A recent study indicates that patients with acute kidney injury (AKI) later experience more major cardiac and renal problems than do patients who suffer a myocardial infarction (MI).
In an analysis of 36,980 patients in the Veterans Affairs data base with a discharge diagnosis of AKI or MI (mean age 66.8 years), patients were classified into three groups based on the index admission diagnosis and serum creatinine values: AKI, MI, or AKI with MI. Nearly all patients were male (98.5%), 18.7% were African American, and 73.6% were white.
Lengths of stay for the index admission were longest in the group of patients with AKI plus MI, and shortest in the MI-only group. Baseline estimated glomerular filtration rates were lower among the patients with AKI alone than in the other two groups.
Death occurred most frequently among those who had been admitted with both AKI and MI and least frequently among those with uncomplicated MI admission. In both the unadjusted and adjusted time-to-event analyses, patients with AKI had worse long-term outcomes in terms of major adverse renocardiovascular events than patients with MI alone.
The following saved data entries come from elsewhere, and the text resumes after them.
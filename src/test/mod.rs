//! Helpers for crafting machine states in unit tests.

use crate::vm::{Opcode, VmState};

/// Builds a [`VmState`] from instructions placed at consecutive addresses, with optional cell
/// overrides applied after the memory fill.
#[derive(Debug, Default, Clone)]
pub struct ProgramBuilder {
    prefix: Vec<u32>,
    overrides: Vec<(u32, u32)>,
}

impl ProgramBuilder {
    pub fn new() -> Self {
        ProgramBuilder::default()
    }

    /// Append instructions, each encoded for the address it lands on.
    pub fn instructions(mut self, opcodes: &[Opcode]) -> Self {
        for opcode in opcodes {
            let address = self.prefix.len() as u32;
            self.prefix.push(opcode.encode(address));
        }
        self
    }

    /// Overwrite a single cell after the memory has been filled.
    pub fn cell(mut self, address: u32, value: u32) -> Self {
        self.overrides.push((address, value));
        self
    }

    pub fn build(&self) -> VmState {
        let mut state = VmState::from_cells(&self.prefix).unwrap();
        for &(address, value) in &self.overrides {
            state.set_cell(address, value);
        }
        state
    }
}
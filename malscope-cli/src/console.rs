//! The terminal side of an interactive session.

use std::io::{self, BufRead, Read, Write};

use log::debug;
use malscope::{
    session::Operator,
    vm::{Console, ConsoleRead, Execution},
};

/// Connects the machine's `In` and `Out` to stdin and stdout.
pub struct TerminalConsole;

impl Console for TerminalConsole {
    fn read(&mut self) -> ConsoleRead {
        // a prompt printed without newline must be visible before blocking
        if let Err(error) = io::stdout().flush() {
            debug!("flushing stdout failed: {error}");
        }

        let mut byte = [0u8; 1];
        match io::stdin().lock().read(&mut byte) {
            Ok(0) => ConsoleRead::EndOfInput,
            Ok(_) => ConsoleRead::Char(u32::from(byte[0])),
            Err(error) if error.kind() == io::ErrorKind::Interrupted => ConsoleRead::Interrupted,
            Err(error) => {
                debug!("reading stdin failed: {error}");
                ConsoleRead::EndOfInput
            }
        }
    }

    fn write(&mut self, value: u32) {
        let byte = (value & 0xff) as u8;
        let mut stdout = io::stdout().lock();
        let result = stdout.write_all(&[byte]).and_then(|()| {
            if byte == b'\n' {
                stdout.flush()
            } else {
                Ok(())
            }
        });
        if let Err(error) = result {
            debug!("writing stdout failed: {error}");
        }
    }
}

/// Asks the user on stderr whether to run the program once more.
pub struct TerminalOperator;

impl TerminalOperator {
    /// Read one line from stdin; `None` on end of input.
    fn answer() -> Option<String> {
        let mut line = String::new();
        match io::stdin().lock().read_line(&mut line) {
            Ok(0) | Err(_) => None,
            Ok(_) => Some(line),
        }
    }
}

impl Operator for TerminalOperator {
    fn start(&mut self) -> bool {
        eprintln!("The program is run from its entry point now. Use it the way you want it");
        eprintln!("to be disassembled: every instruction and data cell it does not touch is");
        eprintln!("missing from the result. Press Ctrl+C to end a run that does not terminate.");
        eprint!("Press return to start. ");
        Self::answer().is_some()
    }

    fn repeat(&mut self, run: &Execution) -> bool {
        let _ = io::stdout().flush();
        eprintln!();
        if run.interrupted() {
            eprintln!("Run interrupted after {} steps.", run.steps);
        }
        eprint!("Do you want to run the program again? [Y/n] ");
        match Self::answer() {
            Some(answer) => !answer.trim_start().starts_with(&['n', 'N'][..]),
            None => false,
        }
    }
}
“Poor outcomes associated with [AKI] exceed those of an MI, a disease that carries a much higher public health profile, and whose prevention attracts very high levels of government and nongovernment funding,” Lakhmir Chawla, MD, of George Washington University and the Veterans Affairs Medical Center, both in Washington, DC, and colleagues reported online ahead of print in the Clinical Journal of the American Society of Nephrology.
AKI is one of the most common and serious complications among hospitalized patients, with an incidence that is increasing, the authors noted.